* _TASK OBJECTIVE_
Scan the material for the string "extension" and copy out every line in which it occurs.

* _SUPPLIED MATERIAL_
use axum::{
    Json, Router,
    extract::{Path, Query, State},
    routing::{delete, get, post},
};
use uuid::Uuid;

use crate::{
    dto::cart::{AddToCartRequest, CartList, RemoveFromCartQuery, RemovedFromCart},
    error::AppResult,
    middleware::auth::AuthUser,
    response::ApiResponse,
    routes::params::Pagination,
    services::cart_service,
    state::AppState,
};

pub fn router() -> Router<AppState> {
    Router::new()
        .route("/add", post(add_to_cart))
        .route("/view/{user_id}", get(cart_list))
        .route("/remove", delete(remove_from_cart))
}

#[utoipa::path(
    get,
    path = "/api/cart/view/{user_id}",
    params(
        ("user_id" = Uuid, Path, description = "User ID"),
        ("page" = Option<i64>, Query, description = "Page number, default 1"),
        ("per_page" = Option<i64>, Query, description = "Items per page, default 20")
    ),
    responses(
        (status = 200, description = "List cart lines for a user", body = ApiResponse<CartList>),
        (status = 400, description = "Invalid user"),
    ),
    security(("bearer_auth" = [])),
    tag = "Cart"
)]
pub async fn cart_list(
    State(state): State<AppState>,
    _user: AuthUser,
    Path(user_id): Path<Uuid>,
    Query(pagination): Query<Pagination>,
) -> AppResult<Json<ApiResponse<CartList>>> {
    let resp = cart_service::list_cart(&state.pool, user_id, pagination).await?;
    Ok(Json(resp))
}

#[utoipa::path(
    post,
    path = "/api/cart/add",
    request_body = AddToCartRequest,
    responses(
        (status = 200, description = "Cart line added or replaced; or stock advisory", body = ApiResponse<CartList>),
        (status = 400, description = "Invalid user, invalid product or bad quantity"),
    ),
    security(("bearer_auth" = [])),
    tag = "Cart"
)]
pub async fn add_to_cart(
    State(state): State<AppState>,
    _user: AuthUser,
    Json(payload): Json<AddToCartRequest>,
) -> AppResult<Json<ApiResponse<CartList>>> {
    let resp = cart_service::add_to_cart(&state.pool, payload).await?;
    Ok(Json(resp))
}

#[utoipa::path(
    delete,
    path = "/api/cart/remove",
    params(
        ("user_id" = Uuid, Query, description = "User ID"),
        ("product_id" = Option<Uuid>, Query, description = "Product ID; clears the whole cart when absent")
    ),
    responses(
        (status = 200, description = "Removed", body = ApiResponse<RemovedFromCart>),
        (status = 400, description = "Invalid user/product, or nothing to remove"),
    ),
    security(("bearer_auth" = [])),
    tag = "Cart"
)]
pub async fn remove_from_cart(
    State(state): State<AppState>,
    _user: AuthUser,
    Query(query): Query<RemoveFromCartQuery>,
) -> AppResult<Json<ApiResponse<RemovedFromCart>>> {
    let resp = cart_service::remove_from_cart(&state.pool, query).await?;
    Ok(Json(resp))
}
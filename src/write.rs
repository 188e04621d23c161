//! Compiling rasters into tiled tables.
//!
//! [`TableBuilder`] walks a [`Raster`] from the biggest tiles to the smallest.
//! Any tile that's entirely one zone becomes an entry pointing at that zone's
//! static leaf, and everything under it is considered done.
//! Any tile that's entirely empty is also done, but needs no entry at all.
//! Whatever's left by the time we reach 8x8 tiles is a border,
//! and gets a bitmap (two values) or pixmap (more) leaf.
//! Borders repeat a lot (think of every tile along a straight east-west
//! boundary), so identical leaves are shared.
//!
//! [`TableBuilder`]: struct.TableBuilder.html
//! [`Raster`]: ../raster/struct.Raster.html

use std::collections::HashMap;
use std::io::Write;

use chrono::{DateTime, Utc};
use flate2::write::DeflateEncoder;
use flate2::Compression;
use log::*;

use crate::coord::Pixel;
use crate::format::{self, TiledHeader, FLAG_DEFLATE, LEVELS, NO_ZONE};
use crate::raster::Raster;
use crate::result::*;
use crate::tile::{tile_size, Leaf, TileEntry, TileIndex, TileKey};

/// What the builder made
#[derive(Debug, Default, Clone, PartialEq, Eq)]
pub struct BuildStats {
    /// Tile entries at each level, from 8x8 (level 0) to 256x256 (level 5)
    pub tiles: [usize; LEVELS],
    pub static_leaves: usize,
    pub bitmap_leaves: usize,
    pub pixmap_leaves: usize,
    /// Border tiles that reused an existing leaf
    pub shared_leaves: usize,
    /// Size of the table, in bytes
    pub size: usize,
}

/// Compiles a [`Raster`] into a tiled table.
///
/// ```no_run
/// # use std::fs;
/// # use zonelooker::*;
/// let raster = Raster::from_bytes(&fs::read("countries.zlr")?)?;
/// let table = TableBuilder::new(&raster).coastal_fill(true).build()?;
/// fs::write("countries.zlt", table)?;
/// # Ok::<(), Box<dyn std::error::Error>>(())
/// ```
///
/// [`Raster`]: ../raster/struct.Raster.html
pub struct TableBuilder<'r> {
    raster: &'r Raster,
    coastal_fill: bool,
    compress: bool,
    built: DateTime<Utc>,
}

impl<'r> TableBuilder<'r> {
    pub fn new(raster: &'r Raster) -> Self {
        Self {
            raster,
            coastal_fill: false,
            compress: true,
            built: raster.built(),
        }
    }

    /// If set, empty cells don't count against a tile
    /// that otherwise holds a single zone:
    /// the whole tile resolves to that zone.
    ///
    /// This makes for much smaller tables and lets points just off the coast
    /// resolve to the land next to them, at the cost of no longer matching
    /// the raster exactly. Off by default.
    pub fn coastal_fill(mut self, fill: bool) -> Self {
        self.coastal_fill = fill;
        self
    }

    /// DEFLATE the table body. On by default.
    pub fn compress(mut self, compress: bool) -> Self {
        self.compress = compress;
        self
    }

    /// Overrides the build time recorded in the table
    /// (which defaults to the raster's).
    pub fn built(mut self, built: DateTime<Utc>) -> Self {
        self.built = built;
        self
    }

    /// Builds the table into a buffer.
    pub fn build(&self) -> ZoneResult<Vec<u8>> {
        let mut out = Vec::new();
        self.write_to(&mut out)?;
        Ok(out)
    }

    /// Builds the table and writes it to `sink`.
    pub fn write_to<W: Write>(&self, mut sink: W) -> ZoneResult<BuildStats> {
        let (index, mut stats) = self.build_index()?;

        let mut body = Vec::new();
        format::write_zone_names(&mut body, self.raster.zones());
        index.write_to(&mut body);
        let body_crc32 = crc32fast::hash(&body);

        let stored = if self.compress {
            let mut encoder = DeflateEncoder::new(Vec::new(), Compression::best());
            encoder.write_all(&body)?;
            encoder.finish()?
        } else {
            body
        };
        let body_length = u32::try_from(stored.len()).map_err(|_| {
            ZoneError::InvalidInput(String::from("Table body exceeds 4 GB"))
        })?;

        let header = TiledHeader {
            flags: if self.compress { FLAG_DEFLATE } else { 0 },
            degree_pixels: self.raster.degree_pixels(),
            built: self.built.timestamp(),
            zone_count: self.raster.zones().len() as u16,
            reserved: 0,
            leaf_count: index.leaves().len() as u32,
            tile_counts: index.tile_counts(),
            body_length,
            body_crc32,
        };
        let mut head = Vec::with_capacity(TiledHeader::SIZE);
        header.write_to(&mut head);
        sink.write_all(&head)?;
        sink.write_all(&stored)?;
        sink.flush()?;

        stats.size = head.len() + stored.len();
        info!(
            "Built table: {} bytes, {} static, {} bitmap and {} pixmap leaves ({} shared)",
            stats.size,
            stats.static_leaves,
            stats.bitmap_leaves,
            stats.pixmap_leaves,
            stats.shared_leaves
        );
        Ok(stats)
    }

    fn build_index(&self) -> ZoneResult<(TileIndex, BuildStats)> {
        let raster = self.raster;
        let mut stats = BuildStats::default();
        let mut leaves = Leaves::new(raster.zones().len());
        stats.static_leaves = raster.zones().len();
        let mut levels: [Vec<TileEntry>; LEVELS] = Default::default();
        let mut done = Coverage::new(raster.columns(), raster.rows());

        for level in (0..LEVELS as u8).rev() {
            let size = tile_size(level);
            let x_tiles = raster.columns().div_ceil(size);
            let y_tiles = raster.rows().div_ceil(size);
            let entries = &mut levels[level as usize];

            // Row-major order, so keys come out sorted.
            for tile_y in 0..y_tiles {
                for tile_x in 0..x_tiles {
                    let tile = Tile {
                        level,
                        x0: tile_x * size,
                        y0: tile_y * size,
                        x1: ((tile_x + 1) * size).min(raster.columns()),
                        y1: ((tile_y + 1) * size).min(raster.rows()),
                    };
                    if done.is_covered(&tile) {
                        continue;
                    }
                    let key = TileKey::new(level, tile_x, tile_y);

                    match self.survey(&tile) {
                        Survey::Empty => done.cover(&tile),
                        Survey::Solid(zone) => {
                            entries.push(TileEntry { key, leaf: zone });
                            done.cover(&tile);
                        }
                        Survey::Mixed if level == 0 => {
                            let (leaf, shared) = leaves.add(self.border_leaf(&tile))?;
                            if shared {
                                stats.shared_leaves += 1;
                            }
                            entries.push(TileEntry { key, leaf });
                            done.cover(&tile);
                        }
                        Survey::Mixed => {}
                    }
                }
            }
            stats.tiles[level as usize] = entries.len();
            debug!(
                "Level {} ({}x{} tiles): {} entries",
                level,
                size,
                size,
                entries.len()
            );
        }

        let leaves = leaves.finish();
        for leaf in &leaves {
            match leaf {
                Leaf::Static(_) => {}
                Leaf::Bitmap(..) => stats.bitmap_leaves += 1,
                Leaf::Pixmap(_) => stats.pixmap_leaves += 1,
            }
        }
        let index = TileIndex::new(levels, leaves, raster.zones().len() as u16)?;
        Ok((index, stats))
    }

    /// Figures out what's in a tile.
    fn survey(&self, tile: &Tile) -> Survey {
        let mut first_zone = None;
        let mut saw_empty = false;
        for y in tile.y0..tile.y1 {
            for x in tile.x0..tile.x1 {
                let value = self.raster.value_at(Pixel { x, y });
                if value == NO_ZONE {
                    saw_empty = true;
                    if !self.coastal_fill && first_zone.is_some() {
                        return Survey::Mixed;
                    }
                    continue;
                }
                match first_zone {
                    None => {
                        if saw_empty && !self.coastal_fill {
                            return Survey::Mixed;
                        }
                        first_zone = Some(value);
                    }
                    Some(z) if z != value => return Survey::Mixed,
                    Some(_) => {}
                }
            }
        }
        match first_zone {
            None => Survey::Empty,
            Some(zone) => Survey::Solid(zone),
        }
    }

    /// Makes the leaf for an 8x8 tile that isn't all one zone.
    fn border_leaf(&self, tile: &Tile) -> Leaf {
        debug_assert_eq!(tile.level, 0);
        // Pixels past the edge of the grid can never be looked up
        // (lookups clamp onto the grid), so repeat the nearest edge pixel.
        // That way a clipped tile matches the full tiles beside it.
        let mut values = [NO_ZONE; 64];
        for dy in 0..8 {
            for dx in 0..8 {
                let x = (tile.x0 + dx).min(tile.x1 - 1);
                let y = (tile.y0 + dy).min(tile.y1 - 1);
                values[(8 * dy + dx) as usize] = self.raster.value_at(Pixel { x, y });
            }
        }

        let first = values[0];
        let mut second = None;
        let mut bits = 0u64;
        for (i, value) in values.iter().enumerate() {
            if *value == first {
                continue;
            }
            match second {
                None => second = Some(*value),
                Some(s) if s != *value => return Leaf::Pixmap(Box::new(values)),
                Some(_) => {}
            }
            bits |= 1 << i;
        }
        match second {
            Some(second) => Leaf::Bitmap([first, second], bits),
            // Mixed tiles have at least two values, but just in case.
            None => Leaf::Static(first),
        }
    }
}

/// A tile's pixel bounds, clipped to the grid
struct Tile {
    level: u8,
    x0: u32,
    y0: u32,
    x1: u32,
    y1: u32,
}

enum Survey {
    /// No zones at all
    Empty,
    /// One zone (plus empty cells, with coastal fill on)
    Solid(u16),
    /// Needs a closer look
    Mixed,
}

/// Tracks which 8x8 blocks of the grid a coarser level already took care of.
struct Coverage {
    blocks_wide: u32,
    blocks: Vec<bool>,
}

impl Coverage {
    fn new(columns: u32, rows: u32) -> Self {
        let blocks_wide = columns.div_ceil(8);
        let blocks_high = rows.div_ceil(8);
        Self {
            blocks_wide,
            blocks: vec![false; blocks_wide as usize * blocks_high as usize],
        }
    }

    fn block(&self, x: u32, y: u32) -> usize {
        (y / 8) as usize * self.blocks_wide as usize + (x / 8) as usize
    }

    /// Tiles nest, so if a coarser tile covered this one,
    /// it covered its top-left block.
    fn is_covered(&self, tile: &Tile) -> bool {
        self.blocks[self.block(tile.x0, tile.y0)]
    }

    fn cover(&mut self, tile: &Tile) {
        for y in (tile.y0..tile.y1).step_by(8) {
            for x in (tile.x0..tile.x1).step_by(8) {
                let block = self.block(x, y);
                self.blocks[block] = true;
            }
        }
    }
}

/// Deduplicating leaf storage.
/// Leaf `i` for `i` < zone count is the static leaf for zone `i`,
/// so solid tiles can point straight at their zone's ID.
struct Leaves {
    list: Vec<Leaf>,
    seen: HashMap<Leaf, u16>,
}

impl Leaves {
    fn new(zone_count: usize) -> Self {
        let list: Vec<Leaf> = (0..zone_count as u16).map(Leaf::Static).collect();
        let seen = list
            .iter()
            .enumerate()
            .map(|(i, leaf)| (leaf.clone(), i as u16))
            .collect();
        Self { list, seen }
    }

    /// Returns the leaf's index and whether it was already there.
    fn add(&mut self, leaf: Leaf) -> ZoneResult<(u16, bool)> {
        if let Some(i) = self.seen.get(&leaf) {
            return Ok((*i, true));
        }
        // Leaf indices stop short of NO_ZONE.
        if self.list.len() >= NO_ZONE as usize {
            return Err(ZoneError::InvalidInput(format!(
                "Raster needs more than {} unique leaves",
                NO_ZONE
            )));
        }
        let i = self.list.len() as u16;
        self.list.push(leaf.clone());
        self.seen.insert(leaf, i);
        Ok((i, false))
    }

    fn finish(self) -> Vec<Leaf> {
        self.list
    }
}
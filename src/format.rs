//! Byte-level layout of zone table files.
//!
//! We try to keep the nitty gritty here,
//! and higher-level stuff in the [`read`] and [`write`] modules.
//! All integers are little-endian.
//!
//! Tiled tables (`.zlt`):
//!
//! ```text
//! magic                      4 bytes  "ZLT" 0x01
//! flags                      2 bytes  bit 0: body is DEFLATE-compressed
//! degree pixels              2 bytes
//! built (unix seconds)       8 bytes  signed
//! zone count                 2 bytes
//! reserved                   2 bytes
//! leaf count                 4 bytes
//! tile count, levels 0..=5   6 x 4 bytes
//! body length (as stored)    4 bytes
//! body CRC-32 (uncompressed) 4 bytes
//!
//! zone names                 zone count NUL-terminated UTF-8 strings
//! leaves                     'S' u16 | '2' u16 u16 u64 | 'P' 64 x u16
//! tiles, levels 0..=5        tile count x (u32 key, u16 leaf index)
//! ```
//!
//! Raster tables (`.zlr`):
//!
//! ```text
//! magic                      4 bytes  "ZLR" 0x01
//! degree pixels              2 bytes
//! zone count                 2 bytes
//! rows                       4 bytes
//! columns                    4 bytes
//! built (unix seconds)       8 bytes  signed
//! body CRC-32                4 bytes
//!
//! zone names                 zone count NUL-terminated UTF-8 strings
//! cells                      rows x columns u16, row-major
//! ```
//!
//! [`read`]: ../read/index.html
//! [`write`]: ../write/index.html

use chrono::{DateTime, Utc};
use memchr::memchr;

use crate::arch::usize;
use crate::result::*;
use crate::tile::{Leaf, TileEntry};

/// Tiled table magic number
pub const TILED_MAGIC: [u8; 4] = [b'Z', b'L', b'T', 1];
/// Raster table magic number
pub const RASTER_MAGIC: [u8; 4] = [b'Z', b'L', b'R', 1];

/// The zone value meaning "nobody's here" (ocean, unclaimed land, ...)
pub const NO_ZONE: u16 = 0xFFFF;

/// Number of tile sizes in a tiled table, from 8 pixels square (level 0)
/// to 256 (level 5).
pub const LEVELS: usize = 6;

/// Longest zone name a table can hold, in bytes
pub const MAX_ZONE_NAME_LENGTH: usize = 255;

/// Set in a tiled table's flags if its body is DEFLATE-compressed.
pub const FLAG_DEFLATE: u16 = 1;

/// Which layout a table's bytes are in
#[derive(Debug, Copy, Clone, PartialEq, Eq)]
pub enum Format {
    Tiled,
    Raster,
}

impl Format {
    /// Determines the format from the magic number up front.
    pub fn sniff(bytes: &[u8]) -> ZoneResult<Self> {
        match bytes.get(..4) {
            Some(m) if m == TILED_MAGIC => Ok(Format::Tiled),
            Some(m) if m == RASTER_MAGIC => Ok(Format::Raster),
            Some(m) if m[..3] == TILED_MAGIC[..3] || m[..3] == RASTER_MAGIC[..3] => {
                Err(ZoneError::UnsupportedTable(format!(
                    "Unknown table format version {}",
                    m[3]
                )))
            }
            Some(_) => Err(ZoneError::CorruptData("Bad magic number")),
            None => Err(ZoneError::CorruptData("Too small for a table header")),
        }
    }

    /// The file extension tables of this format are stored with
    pub fn extension(self) -> &'static str {
        match self {
            Format::Tiled => "zlt",
            Format::Raster => "zlr",
        }
    }
}

/// Splits `n` bytes off the front of `input`, shrinking it.
pub fn take<'a>(input: &mut &'a [u8], n: usize) -> ZoneResult<&'a [u8]> {
    if input.len() < n {
        return Err(ZoneError::CorruptData("Unexpected end of table data"));
    }
    let (front, rest) = input.split_at(n);
    *input = rest;
    Ok(front)
}

pub fn read_u8(input: &mut &[u8]) -> ZoneResult<u8> {
    Ok(take(input, 1)?[0])
}

/// Reads a little-endian u16 from the front of the provided slice, shrinking it.
pub fn read_u16(input: &mut &[u8]) -> ZoneResult<u16> {
    let bytes = take(input, std::mem::size_of::<u16>())?;
    Ok(u16::from_le_bytes(bytes.try_into().expect("took two bytes")))
}

/// Reads a little-endian u32 from the front of the provided slice, shrinking it.
pub fn read_u32(input: &mut &[u8]) -> ZoneResult<u32> {
    let bytes = take(input, std::mem::size_of::<u32>())?;
    Ok(u32::from_le_bytes(bytes.try_into().expect("took four bytes")))
}

/// Reads a little-endian u64 from the front of the provided slice, shrinking it.
pub fn read_u64(input: &mut &[u8]) -> ZoneResult<u64> {
    let bytes = take(input, std::mem::size_of::<u64>())?;
    Ok(u64::from_le_bytes(bytes.try_into().expect("took eight bytes")))
}

pub fn put_u16(out: &mut Vec<u8>, v: u16) {
    out.extend_from_slice(&v.to_le_bytes());
}

pub fn put_u32(out: &mut Vec<u8>, v: u32) {
    out.extend_from_slice(&v.to_le_bytes());
}

pub fn put_u64(out: &mut Vec<u8>, v: u64) {
    out.extend_from_slice(&v.to_le_bytes());
}

/// Converts a header's build time to a timestamp.
pub fn timestamp(unix_seconds: i64) -> ZoneResult<DateTime<Utc>> {
    DateTime::<Utc>::from_timestamp(unix_seconds, 0)
        .ok_or(ZoneError::CorruptData("Build time out of range"))
}

/// Header of a tiled table
#[derive(Debug, Clone, PartialEq, Eq)]
pub struct TiledHeader {
    pub flags: u16,
    pub degree_pixels: u16,
    pub built: i64,
    pub zone_count: u16,
    pub reserved: u16,
    pub leaf_count: u32,
    pub tile_counts: [u32; LEVELS],
    pub body_length: u32,
    pub body_crc32: u32,
}

impl TiledHeader {
    pub const SIZE: usize = 56;

    pub fn parse_and_consume(input: &mut &[u8]) -> ZoneResult<Self> {
        if input.len() < Self::SIZE {
            return Err(ZoneError::CorruptData("Too small for a table header"));
        }
        if take(input, 4)? != TILED_MAGIC {
            return Err(ZoneError::CorruptData("Bad magic number"));
        }
        let flags = read_u16(input)?;
        let degree_pixels = read_u16(input)?;
        let built = read_u64(input)? as i64;
        let zone_count = read_u16(input)?;
        let reserved = read_u16(input)?;
        let leaf_count = read_u32(input)?;
        let mut tile_counts = [0; LEVELS];
        for count in &mut tile_counts {
            *count = read_u32(input)?;
        }
        let body_length = read_u32(input)?;
        let body_crc32 = read_u32(input)?;

        Ok(Self {
            flags,
            degree_pixels,
            built,
            zone_count,
            reserved,
            leaf_count,
            tile_counts,
            body_length,
            body_crc32,
        })
    }

    pub fn is_compressed(&self) -> bool {
        self.flags & FLAG_DEFLATE != 0
    }

    /// The most (uncompressed) body the header's counts leave room for:
    /// every name as long as can be, and every leaf a pixmap.
    pub fn max_body_size(&self) -> ZoneResult<usize> {
        let names = self.zone_count as u64 * (MAX_ZONE_NAME_LENGTH as u64 + 1);
        let leaves = self.leaf_count as u64 * Leaf::MAX_SIZE_IN_FILE as u64;
        let tiles = self.tile_counts.iter().map(|c| *c as u64).sum::<u64>()
            * TileEntry::SIZE_IN_FILE as u64;
        usize(names + leaves + tiles)
    }

    pub fn write_to(&self, out: &mut Vec<u8>) {
        out.extend_from_slice(&TILED_MAGIC);
        put_u16(out, self.flags);
        put_u16(out, self.degree_pixels);
        put_u64(out, self.built as u64);
        put_u16(out, self.zone_count);
        put_u16(out, self.reserved);
        put_u32(out, self.leaf_count);
        for count in &self.tile_counts {
            put_u32(out, *count);
        }
        put_u32(out, self.body_length);
        put_u32(out, self.body_crc32);
    }
}

/// Header of a raster table
#[derive(Debug, Clone, PartialEq, Eq)]
pub struct RasterHeader {
    pub degree_pixels: u16,
    pub zone_count: u16,
    pub rows: u32,
    pub columns: u32,
    pub built: i64,
    pub body_crc32: u32,
}

impl RasterHeader {
    pub const SIZE: usize = 28;

    pub fn parse_and_consume(input: &mut &[u8]) -> ZoneResult<Self> {
        if input.len() < Self::SIZE {
            return Err(ZoneError::CorruptData("Too small for a table header"));
        }
        if take(input, 4)? != RASTER_MAGIC {
            return Err(ZoneError::CorruptData("Bad magic number"));
        }
        let degree_pixels = read_u16(input)?;
        let zone_count = read_u16(input)?;
        let rows = read_u32(input)?;
        let columns = read_u32(input)?;
        let built = read_u64(input)? as i64;
        let body_crc32 = read_u32(input)?;

        Ok(Self {
            degree_pixels,
            zone_count,
            rows,
            columns,
            built,
            body_crc32,
        })
    }

    /// Size of the cell array following the zone names, in bytes
    pub fn cells_size(&self) -> ZoneResult<usize> {
        usize(self.rows as u64 * self.columns as u64 * 2)
    }

    pub fn write_to(&self, out: &mut Vec<u8>) {
        out.extend_from_slice(&RASTER_MAGIC);
        put_u16(out, self.degree_pixels);
        put_u16(out, self.zone_count);
        put_u32(out, self.rows);
        put_u32(out, self.columns);
        put_u64(out, self.built as u64);
        put_u32(out, self.body_crc32);
    }
}

/// Parses `count` NUL-terminated zone names off the front of `input`.
pub fn parse_zone_names(input: &mut &[u8], count: u16) -> ZoneResult<Vec<String>> {
    let mut names = Vec::with_capacity(count as usize);
    for _ in 0..count {
        let end = memchr(0, *input).ok_or(ZoneError::CorruptData("Unterminated zone name"))?;
        if end > MAX_ZONE_NAME_LENGTH {
            return Err(ZoneError::CorruptData("Zone name too long"));
        }
        let name = std::str::from_utf8(&input[..end])?;
        if name.is_empty() {
            return Err(ZoneError::CorruptData("Empty zone name"));
        }
        names.push(name.to_owned());
        *input = &input[end + 1..];
    }
    Ok(names)
}

pub fn write_zone_names<S: AsRef<str>>(out: &mut Vec<u8>, names: &[S]) {
    for name in names {
        out.extend_from_slice(name.as_ref().as_bytes());
        out.push(0);
    }
}

/// Checks that a zone name can be stored in a table.
pub fn check_zone_name(name: &str) -> ZoneResult<()> {
    if name.is_empty() {
        return Err(ZoneError::InvalidInput(String::from("Empty zone name")));
    }
    if name.len() > MAX_ZONE_NAME_LENGTH {
        return Err(ZoneError::InvalidInput(format!(
            "Zone name {:?}... is longer than {} bytes",
            name.chars().take(16).collect::<String>(),
            MAX_ZONE_NAME_LENGTH
        )));
    }
    if memchr(0, name.as_bytes()).is_some() {
        return Err(ZoneError::InvalidInput(format!(
            "Zone name {:?} contains a NUL byte",
            name
        )));
    }
    Ok(())
}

* _TASK OUTPUT_
    /// The file extension tables of this format are stored with
    pub fn extension(self) -> &'static str {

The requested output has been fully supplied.